As Ken Bates’ divisive reign ended last December with Middle Eastern bank Gulf Finance House Capital taking charge, the new owners, aside from an assortment of platitudes promising progress, have largely kept their cards close to their chest.
As a result, doubts over the extent of their financial clout have arisen. The club’s failure to hold onto top scorer Luciano Becchio in January, who left for Norwich City in a swap deal involving Steve Morison last month, confounded these concerns.
Warnock himself has fallen under scrutiny, with supporters calling for his head during the televised FA Cup defeat at Manchester City last weekend, a culmination of the frustration setting after seeing their team six points adrift of the play-offs and firmly stuck in mid-table.
While the play-offs aren’t entirely out of the question, there is an overriding sense of a squad not adequate enough to win promotion this season or any other playing in an outdated, one dimensional style.
It’s fair to say a revolution is needed to breathe new life into one of England’s most famous clubs.
This is where Adkins steps in.
Having taken over a Southampton side faltering in League One back in 2010 from Alan Pardew, Adkins – who had achieved two highly impressive promotions on a shoestring budget with Scunthorpe – transformed the Saints in the most miraculous of fashions.
In his first full season, his side finished runners-up to get promoted from the third tier. The following season in a higher division, they again finished second, just a point behind champions Reading, and enough to secure a top flight return after seven years away.
With the backing of the late Markus Liebherr, an exciting and shrewdly assembled squad which included inspired bargain signings Rickie Lambert, Jack Cork, José Fonte along with youth products Adam Lallana and Luke Shaw, complemented one another excellently.
What’s more, Adkins didn’t appear fazed by the step up from the small crowds and expectations at Glanford Park to a sleeping giant like Southampton. In fact, he seemed reassuringly at home in a larger environment.
Perfect for Leeds United, one could argue. Given the other candidates available, Adkins is the stand-out choice.
Finding themselves in transition after a long period away from the top flight – a place which many still see as their rightful home – they need a proven manager in it for the long haul, a factor often used against the 64-year-old Warnock.
Given Adkins’ innovative approach to scouting, savvy transfer market dealings and overwhelming positivity in both his and his team’s demeanours, he could emerge as a Howard Wilkinson figure, the man who revolutionised an underachieving Leeds in the 80s.
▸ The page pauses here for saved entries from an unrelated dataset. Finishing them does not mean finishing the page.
//! A fetched message: envelope, flags, and body parts.

use chrono::{DateTime, FixedOffset, NaiveDateTime, TimeZone};

use super::{Address, BodyPart, Flags};
use crate::parser::date::parse_offset;

/// How many leading body parts are checked for the text and HTML parts.
const PREFERRED_PART_SCAN: usize = 2;

/// A message built up across FETCH responses.
///
/// Envelope fields and flags come from `FETCH ... ALL`, the body part list
/// from `FETCH ... BODYSTRUCTURE`, and part data from `FETCH ... BODY[n]`.
#[derive(Debug, Clone, Default, PartialEq, Eq)]
pub struct Message {
    /// Sequence number, `None` for a message not read from a mailbox.
    pub id: Option<u32>,
    /// Unique identifier.
    pub uid: Option<u32>,
    /// Message-ID header, without angle brackets.
    pub message_id: Option<String>,
    /// In-Reply-To message id, without angle brackets.
    pub reference: Option<String>,
    /// RFC822.SIZE.
    pub size: u32,
    /// Decoded subject, empty when absent.
    pub subject: String,
    /// Date header, local to [`Message::time_zone`].
    pub sent: Option<NaiveDateTime>,
    /// INTERNALDATE.
    pub received: Option<NaiveDateTime>,
    /// Offset token that followed the sent date (`+0100`, `NIL`), if any.
    pub time_zone: String,
    /// System flags.
    pub flags: Flags,
    /// First From address.
    pub from: Option<Address>,
    /// First Sender address.
    pub sender: Option<Address>,
    /// First Reply-To address.
    pub reply_to: Option<Address>,
    /// To addresses.
    pub to: Vec<Address>,
    /// Cc addresses.
    pub cc: Vec<Address>,
    /// Bcc addresses.
    pub bcc: Vec<Address>,
    body_parts: Vec<BodyPart>,
    text_part_index: Option<usize>,
    html_part_index: Option<usize>,
}

impl Message {
    /// Creates an empty message.
    #[must_use]
    pub fn new() -> Self {
        Self::default()
    }

    /// Creates an empty message for a sequence number.
    #[must_use]
    pub fn with_id(id: u32) -> Self {
        Self {
            id: Some(id),
            ..Self::default()
        }
    }

    /// Returns true if the message has no sequence number.
    #[must_use]
    pub const fn is_null(&self) -> bool {
        self.id.is_none()
    }

    /// Sent date combined with the captured offset.
    ///
    /// `None` unless both the date and a numeric offset (or `GMT`/`UT`) are
    /// known.
    #[must_use]
    pub fn sent_at(&self) -> Option<DateTime<FixedOffset>> {
        let sent = self.sent?;
        let offset = parse_offset(&self.time_zone)?;
        offset.from_local_datetime(&sent).single()
    }

    /// Body parts in BODYSTRUCTURE order.
    #[must_use]
    pub fn body_parts(&self) -> &[BodyPart] {
        &self.body_parts
    }

    /// Body part at `index`.
    #[must_use]
    pub fn body_part_at(&self, index: usize) -> Option<&BodyPart> {
        self.body_parts.get(index)
    }

    pub(crate) fn body_part_at_mut(&mut self, index: usize) -> Option<&mut BodyPart> {
        self.body_parts.get_mut(index)
    }

    /// Replaces the body parts and recomputes the text/HTML part indices.
    pub fn set_body_parts(&mut self, parts: Vec<BodyPart>) {
        self.body_parts = parts;
        self.text_part_index = None;
        self.html_part_index = None;

        for (index, part) in self.body_parts.iter().take(PREFERRED_PART_SCAN).enumerate() {
            if part.is_content_type("text", "plain") {
                self.text_part_index = Some(index);
            } else if part.is_content_type("text", "html") {
                self.html_part_index = Some(index);
            }
        }
    }

    /// Index of the TEXT/PLAIN part among the first two parts.
    #[must_use]
    pub const fn text_part_index(&self) -> Option<usize> {
        self.text_part_index
    }

    /// Index of the TEXT/HTML part among the first two parts.
    #[must_use]
    pub const fn html_part_index(&self) -> Option<usize> {
        self.html_part_index
    }

    /// The TEXT/PLAIN part, if one was found.
    #[must_use]
    pub fn text_part(&self) -> Option<&BodyPart> {
        self.text_part_index.and_then(|i| self.body_parts.get(i))
    }

    /// The TEXT/HTML part, if one was found.
    #[must_use]
    pub fn html_part(&self) -> Option<&BodyPart> {
        self.html_part_index.and_then(|i| self.body_parts.get(i))
    }

    /// Returns true if a TEXT/PLAIN part was found.
    #[must_use]
    pub const fn has_text_part(&self) -> bool {
        self.text_part_index.is_some()
    }

    /// Returns true if a TEXT/HTML part was found.
    #[must_use]
    pub const fn has_html_part(&self) -> bool {
        self.html_part_index.is_some()
    }

    /// Parts that carry a file name.
    pub fn attachments(&self) -> impl Iterator<Item = &BodyPart> {
        self.body_parts.iter().filter(|part| part.is_attachment())
    }
}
Having spent much of the decade lingering in the second division, Wilkinson transformed the club from top to bottom, gaining promotion within a season and taking the club forward to further success.
But the vital ingredient for any progression, whether the manager is Adkins or anyone else, is the man in charge will need financial backing.
Even Warnock’s most ardent of critics will agree he hasn’t been sufficiently backed in the transfer market, often having to make do with loans, youth players and bargain basement signings discarded by other clubs.
It wouldn’t take Manchester City or Chelsea levels of millions to get Leeds out of the Championship, a largely poor division which serves as a level playing field for its 24 teams and brings a level of excitement and competitiveness unmatched in English football.
If the fans that stayed away under Bates’ reign can be enticed back to Elland Road, then the club will instantly be accessing some of the club’s true potential by re-engaging with the largest fanbase outside of the Premier League.
With the owners claiming to be in it for the long term and with a commitment to getting The Whites back to the top flight, the ball is now very much in their court.
And the day Southampton decided to dispense with Adkins’ services in order to parachute Mauricio Pochettino into English football could prove as pivotal for Leeds as it was The Saints.